In late 2017, SafeWork introduced on-the-spot fines for breaches. They were capped, however, at just $3,600. While it issued over a thousand breach notices last year, on-the-spot fines totalled just $265,000, an average of $265 for each violation. This represents a minute fraction of the billions of dollars in revenue flowing to the construction industry each year.

The figures demonstrate why the construction sector has been ranked in the three most dangerous industries by workplace fatalities for a number of years. This year five construction workers have died on the job. Thirty-five construction workers were killed on the job in 2016 and there were 30 deaths in 2017.

On Tuesday, the ABC’s “Hack” website featured comments from anonymous young construction workers. One responded to Cassiniti’s death by stating: “The amount of times that I've had to do things that are against safety ... makes you think could it have been me? Could I have fallen off a scaffold, or down a razor shaft? It really kicks you in the feels.”

The worker added: “Every morning, the last thing I think about is not coming home and you put it to the back of your head but this is a reality and it’s messed up.”

Others said that they had been pressured to work after complaining of safety violations. One young worker told Hack, “It’s all about money at the end of the day, the CEOs have to show they’re implementing safety but their main goal is to make money and get jobs over the line at any expense. If you complain about it, there's a chance you'll lose your job or get mocked for it.”

Cassaniti’s family has responded by issuing a statement which declared that they did not want his death to be “just another statistic.” It stated: “We ask that the government step in and take immediate action and implement stringent measures regarding safety on construction sites.”

Senior Labor and Liberal-National Coalition politicians have responded to the tragedy with crocodile tears. The NSW Labor opposition’s planning spokesperson, Tania Mihailuk, declared this week that she had written to the state Coalition government’s incoming planning minister, Rob Stokes, asking what he would do to “reassure the community” that construction sites are safe.

This is a cynical attempt at damage control.
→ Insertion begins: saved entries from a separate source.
//! Content-addressed encrypted escrow of original slide data.
//!
//! Every pseudonymization escrows two documents per slide so the operation
//! stays reversible:
//!
//! - the *label-strip blob*: the original compressed strips plus the strip
//!   tables needed to put them back at their original offsets
//! - the *description blob*: one record per IFD whose `ImageDescription`
//!   was modified
//!
//! Blobs live in a single directory, each under a freshly generated random
//! 20-character file name (suffixed `_N` on collision). Contents are Fernet
//! tokens: AES-128-CBC with HMAC-SHA256 under a single URL-safe base64 key,
//! one fresh key per blob. Decryption fails closed: a wrong key or a
//! tampered ciphertext is rejected.

use std::path::{Path, PathBuf};

use fernet::Fernet;
use serde::{Deserialize, Serialize};

use crate::config::STORE_FILE_NAME_LENGTH;
use crate::error::EscrowError;
use crate::ids::generate_id;

// =============================================================================
// Blob documents
// =============================================================================

/// Escrowed label strip data.
///
/// `data` is the concatenation of the original compressed strips in
/// original order; the tables allow restoring the exact original bytes at
/// the original file offsets.
#[derive(Debug, Clone, PartialEq, Eq, Serialize, Deserialize)]
pub struct LabelBlob {
    /// Original strip byte counts (tag 279)
    pub data_byte_counts: Vec<u32>,

    /// Original strip offsets (tag 273)
    pub data_offsets: Vec<u32>,

    /// Original compression (tag 259)
    pub compression: u16,

    /// Concatenated original strip bytes
    pub data: Vec<u8>,
}

/// One escrowed `ImageDescription`, keyed by the IFD it came from.
#[derive(Debug, Clone, PartialEq, Eq, Serialize, Deserialize)]
pub struct DescriptionRecord {
    /// Index of the IFD in the file's IFD chain
    pub page_index: usize,

    /// Image shape `[height, width, samples]` at escrow time, checked
    /// against the file before restoring
    pub shape: [u32; 3],

    /// Original count field of tag 270
    pub count: u32,

    /// Original absolute offset of the description bytes
    pub value_offset: u32,

    /// Original description text
    pub value: String,
}

/// The description blob is the list of records for every modified IFD.
pub type DescriptionBlob = Vec<DescriptionRecord>;

// =============================================================================
// EscrowStore
// =============================================================================

/// A directory of encrypted escrow blobs.
#[derive(Debug, Clone)]
pub struct EscrowStore {
    dir: PathBuf,
}

impl EscrowStore {
    /// Open (and create if needed) an escrow store directory.
    pub fn open(dir: impl Into<PathBuf>) -> Result<Self, EscrowError> {
        let dir = dir.into();
        std::fs::create_dir_all(&dir)?;
        Ok(EscrowStore { dir })
    }

    /// The store directory.
    pub fn dir(&self) -> &Path {
        &self.dir
    }

    /// Absolute path of a blob name inside the store.
    pub fn path_of(&self, name: &str) -> PathBuf {
        self.dir.join(name)
    }

    /// Encrypt and store a plaintext, returning `(name, key)`.
    pub async fn put(&self, plaintext: &[u8]) -> Result<(String, String), EscrowError> {
        let key = Fernet::generate_key();
        let fernet = Fernet::new(&key).ok_or(EscrowError::InvalidKey)?;
        let token = fernet.encrypt(plaintext);

        let (name, path) = self.allocate_name();
        tokio::fs::write(&path, token.as_bytes()).await?;

        Ok((name, key))
    }

    /// Fetch and decrypt a blob.
    ///
    /// Fails with `NotFound` when the name does not resolve and with
    /// `InvalidKey` when authentication fails.
    pub async fn get(&self, name: &str, key: &str) -> Result<Vec<u8>, EscrowError> {
        let path = self.path_of(name);
        let token = match tokio::fs::read_to_string(&path).await {
            Ok(token) => token,
            Err(e) if e.kind() == std::io::ErrorKind::NotFound => {
                return Err(EscrowError::NotFound(name.to_string()));
            }
            Err(e) => return Err(EscrowError::Io(e)),
        };

        let fernet = Fernet::new(key).ok_or(EscrowError::InvalidKey)?;
        fernet
            .decrypt(token.trim())
            .map_err(|_| EscrowError::InvalidKey)
    }

    /// Remove a blob; used when rolling back a failed slide.
    pub async fn remove(&self, name: &str) -> Result<(), EscrowError> {
        match tokio::fs::remove_file(self.path_of(name)).await {
            Ok(()) => Ok(()),
            Err(e) if e.kind() == std::io::ErrorKind::NotFound => Ok(()),
            Err(e) => Err(EscrowError::Io(e)),
        }
    }

    // =========================================================================
    // Typed helpers
    // =========================================================================

    /// Store a label-strip blob.
    pub async fn put_label(&self, blob: &LabelBlob) -> Result<(String, String), EscrowError> {
        let plaintext = serde_json::to_vec(blob)?;
        self.put(&plaintext).await
    }

    /// Fetch a label-strip blob.
    pub async fn get_label(&self, name: &str, key: &str) -> Result<LabelBlob, EscrowError> {
        let plaintext = self.get(name, key).await?;
        Ok(serde_json::from_slice(&plaintext)?)
    }

    /// Store a description blob.
    pub async fn put_descriptions(
        &self,
        blob: &DescriptionBlob,
    ) -> Result<(String, String), EscrowError> {
        let plaintext = serde_json::to_vec(blob)?;
        self.put(&plaintext).await
    }

    /// Fetch a description blob.
    pub async fn get_descriptions(
        &self,
        name: &str,
        key: &str,
    ) -> Result<DescriptionBlob, EscrowError> {
        let plaintext = self.get(name, key).await?;
        Ok(serde_json::from_slice(&plaintext)?)
    }

    /// Generate a fresh blob name, suffixing `_N` while the name collides.
    fn allocate_name(&self) -> (String, PathBuf) {
        let base = generate_id(STORE_FILE_NAME_LENGTH);
        let mut name = base.clone();
        let mut counter = 0u32;

        while self.path_of(&name).exists() {
            counter += 1;
            name = format!("{base}_{counter}");
        }

        let path = self.path_of(&name);
        (name, path)
    }
}

// =============================================================================
// Tests
// =============================================================================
Successive Labor and Coalition governments, at the state and federal level, have collaborated closely with construction companies to ensure rapid job completions so as to maximize profits.
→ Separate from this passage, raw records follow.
//! Pseudonym material generation.
//!
//! Synthetic replacements for identifying values: random person names,
//! randomized ages, and timestamps shifted into `[original − gap, now]`.
//! One gap year is drawn per invocation and applied to every timestamp
//! pseudonym generated in that invocation.

use chrono::{Datelike, Days, Duration, Local, NaiveDate};
use fake::faker::name::en::Name;
use fake::Fake;
use rand::Rng;

use crate::config::{GAP_YEAR_RANGE, PSEUDO_AGE_RANGE, TIMESTAMP_DRAW_ATTEMPTS};
use crate::error::PseudonymError;
use crate::registry::TimeStamp;

// =============================================================================
// Simple draws
// =============================================================================

/// Draw the per-invocation gap year.
pub fn draw_gap_year() -> i32 {
    rand::thread_rng().gen_range(GAP_YEAR_RANGE.0..=GAP_YEAR_RANGE.1)
}

/// A synthetic full person name.
pub fn pseudo_person_name() -> String {
    Name().fake()
}

/// A randomized pseudonymous age.
pub fn pseudo_age() -> u32 {
    rand::thread_rng().gen_range(PSEUDO_AGE_RANGE.0..=PSEUDO_AGE_RANGE.1)
}

// =============================================================================
// Timestamp pseudonyms
// =============================================================================

/// Generate a pseudonymous timestamp in `[original − gap_year, now]` that
/// differs from the original.
///
/// Dates stay dates and datetimes stay datetimes. The draw is retried a
/// bounded number of times when it lands exactly on the original; running
/// out of retries surfaces an inconsistency instead of spinning.
pub fn pseudo_timestamp(
    original: TimeStamp,
    gap_year: i32,
) -> Result<TimeStamp, PseudonymError> {
    let mut rng = rand::thread_rng();

    for _ in 0..TIMESTAMP_DRAW_ATTEMPTS {
        let candidate = match original {
            TimeStamp::Date(date) => {
                let start = shift_back_years(date, gap_year);
                let end = Local::now().date_naive();
                let span_days = (end - start).num_days().max(0);
                TimeStamp::Date(
                    start
                        .checked_add_days(Days::new(rng.gen_range(0..=span_days) as u64))
                        .unwrap_or(start),
                )
            }
            TimeStamp::DateTime(datetime) => {
                let start_date = shift_back_years(datetime.date(), gap_year);
                let start = start_date.and_time(datetime.time());
                let end = Local::now().naive_local();
                let span_seconds = (end - start).num_seconds().max(0);
                // Datetimes stay datetimes even when the draw lands on
                // midnight
                TimeStamp::DateTime(start + Duration::seconds(rng.gen_range(0..=span_seconds)))
            }
        };

        if candidate != original {
            return Ok(candidate);
        }
    }

    Err(PseudonymError::Inconsistent(format!(
        "could not draw a timestamp differing from {} in {} attempts",
        original.format(),
        TIMESTAMP_DRAW_ATTEMPTS
    )))
}

/// Move a date back by whole years, clamping Feb 29 into non-leap years.
fn shift_back_years(date: NaiveDate, years: i32) -> NaiveDate {
    date.with_year(date.year() - years)
        .unwrap_or_else(|| NaiveDate::from_ymd_opt(date.year() - years, 3, 1).unwrap_or(date))
}

// =============================================================================
// Tests
// =============================================================================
NSW Labor governments, in office from 1995 until 2011, were notorious for their close ties to property developers. Labor governments stripped back building regulations, allowing companies to bypass basic safety measures previously required in the industry.
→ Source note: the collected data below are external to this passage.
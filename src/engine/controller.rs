//! The pseudonymization controller.
//!
//! Orchestrates the full per-slide pipeline: validate → resolve pseudonyms
//! → render the pseudonym label → encode strips → rewrite the clone →
//! escrow the originals → commit the registry → emit the output manifest,
//! and the symmetric inverse.
//!
//! Ordering per slide is total: escrow writes happen before the registry
//! put that references them, which happens before the manifest is
//! returned. A failure before the commit leaves no trace in the registry;
//! the failed slide's clone and freshly written escrow blobs are deleted.
//! In case and study flows the context entities commit first, each slide
//! commits at its own boundary, and a failed slide is skipped (and omitted
//! from the output) while the remaining slides continue.

use std::path::{Path, PathBuf};
use std::sync::Arc;

use tracing::{info, warn};

use crate::codec::{self, Predictor, StripLayout};
use crate::config::EngineConfig;
use crate::error::{PseudonymError, RegistryError, TiffError};
use crate::escrow::{DescriptionBlob, DescriptionRecord, EscrowStore, LabelBlob};
use crate::format::tiff::Compression;
use crate::format::{detect_vendor, vendor_from_extension, SlideFile};
use crate::label::{slide_label_schema, LabelContext, LabelRenderer, TextRasterizer};
use crate::manifest::{self, CaseManifest, Manifest, PatientManifest, SlideManifest, StudyManifest};
use crate::registry::{BlobRef, Registry, SlideRecord};

use super::material::draw_gap_year;
use super::metadata::{contains_identifier_keys, pseudonym_metadata, rewrite_description};
use super::resolve::{self, Resolved};

// =============================================================================
// Pseudonymizer
// =============================================================================

/// Top-level orchestrator for pseudonymization and de-pseudonymization.
pub struct Pseudonymizer<R: Registry> {
    config: EngineConfig,
    registry: R,
    escrow: EscrowStore,
    text: Arc<dyn TextRasterizer>,
}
Most glaring of all is the responsibility of the CFMMEU. A number of workers at the Macquarie Park site were members of the union, and its officials were at the scene shortly after the accident occurred.

Dave Noonan, CFMMEU assistant national secretary, told the media on Monday: “If scaffolding is erected, maintained and loaded properly, then this should not happen.”

In a revealing comment, he added: “The role of the union and of government safety regulators is to make sure sites are compliant.” Noonan complained, however, the pro-business government regulators were “under-resourced.”

In order to divert attention from its own complicity, the CFMMEU has called for the introduction of industrial manslaughter laws, for the criminal prosecution of companies responsible for workplace deaths. The union has also promoted illusions in the investigation to be conducted into Cassiniti’s death by SafeWork NSW.

The truth is that the CFMMEU, like every other union, functions as an industrial police for the corporations. At sites it covers, the union often has paid health and safety officers who are able to stop work on a job if safety issues are unresolved. The widespread safety breaches in 2018, however, make clear that they have done little or nothing to ensure compliance.

Following a number of construction fatalities, it has emerged that union officials were warned by workers of unsafe conditions. Invariably, the union did nothing to halt work and only publicly reported the dangers after a tragedy had occurred.